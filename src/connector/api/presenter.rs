//! Text rendering of a [`ReviewResult`] for the terminal.

use anyhow::Result;

use crate::cli::OutputFormat;
use crate::domain::{render_stars, AnalyticalReview, RatingBand, ReviewResult, VerbatimReview};

pub const NO_DATA_NOTICE: &str = "No data available.\n\
Please complete the company details form first:\n  \
company-insight query <COMPANY_NAME> <COMPANY_ADDRESS>";

pub fn format_result(result: &ReviewResult, format: OutputFormat) -> Result<String> {
    match format {
        OutputFormat::Json => Ok(serde_json::to_string_pretty(result)?),
        OutputFormat::Text => Ok(match result {
            ReviewResult::Analytical(review) => format_analytical(review),
            ReviewResult::Verbatim(review) => format_verbatim(review),
        }),
    }
}

fn rating_line(label: &str, rating: f64) -> String {
    format!(
        "  {:<18} {} {:.1}/5 [{}]\n",
        label,
        render_stars(rating),
        rating,
        RatingBand::of(rating).as_str()
    )
}

fn bullet_list(output: &mut String, title: &str, items: &[String]) {
    output.push_str(&format!("{}\n", title));
    if items.is_empty() {
        output.push_str("  (none)\n");
    }
    for item in items {
        output.push_str(&format!("  - {}\n", item));
    }
}

fn format_analytical(review: &AnalyticalReview) -> String {
    let summary = &review.summary;
    let badge = if review.is_recommended() {
        "Recommended"
    } else {
        "Not Recommended"
    };

    let mut output = format!(
        "Company Review Analysis\n=======================\n\
         Overall: {} {:.1}/5 ({})\n\
         Based on {:.0} reviews from multiple platforms\n\
         {}\n\n",
        render_stars(summary.overall_rating),
        summary.overall_rating,
        badge,
        summary.total_reviews,
        summary.recommendation
    );

    output.push_str("Platform Ratings\n");
    for (platform, rating) in review.platform_ratings.entries() {
        output.push_str(&rating_line(platform, rating));
    }

    output.push_str("\nDetailed Assessment\n");
    for (aspect, assessment) in review.detailed_assessment.entries() {
        output.push_str(&rating_line(aspect, assessment.rating));
        output.push_str(&format!("    {}\n", assessment.comments));
    }

    output.push('\n');
    bullet_list(&mut output, "Positive Themes", &review.review_analysis.positive_themes);
    bullet_list(&mut output, "Negative Themes", &review.review_analysis.negative_themes);

    output.push('\n');
    bullet_list(&mut output, "Positive Reviews", &review.sample_reviews.positive);
    bullet_list(&mut output, "Negative Reviews", &review.sample_reviews.negative);

    output
}

fn format_verbatim(review: &VerbatimReview) -> String {
    let mut output = format!(
        "Reviews for {}\n{}\n",
        review.company_name,
        "=".repeat(12 + review.company_name.chars().count())
    );

    if review.is_empty() {
        output.push_str("No published reviews were found.\n");
        return output;
    }

    bullet_list(
        &mut output,
        &format!("Good Reviews ({})", review.good_reviews.len()),
        &review.good_reviews,
    );
    output.push('\n');
    bullet_list(
        &mut output,
        &format!("Bad Reviews ({})", review.bad_reviews.len()),
        &review.bad_reviews,
    );

    output
}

────

_Your assignment_
Starting at the line above that holds "fn format_analytical(review: &AnalyticalReview)" and ending at the line that holds "from multiple platforms\n\", transcribe each line exactly and include no other lines.

_Task response_
fn format_analytical(review: &AnalyticalReview) -> String {
    let summary = &review.summary;
    let badge = if review.is_recommended() {
        "Recommended"
    } else {
        "Not Recommended"
    };

    let mut output = format!(
        "Company Review Analysis\n=======================\n\
         Overall: {} {:.1}/5 ({})\n\
         Based on {:.0} reviews from multiple platforms\n\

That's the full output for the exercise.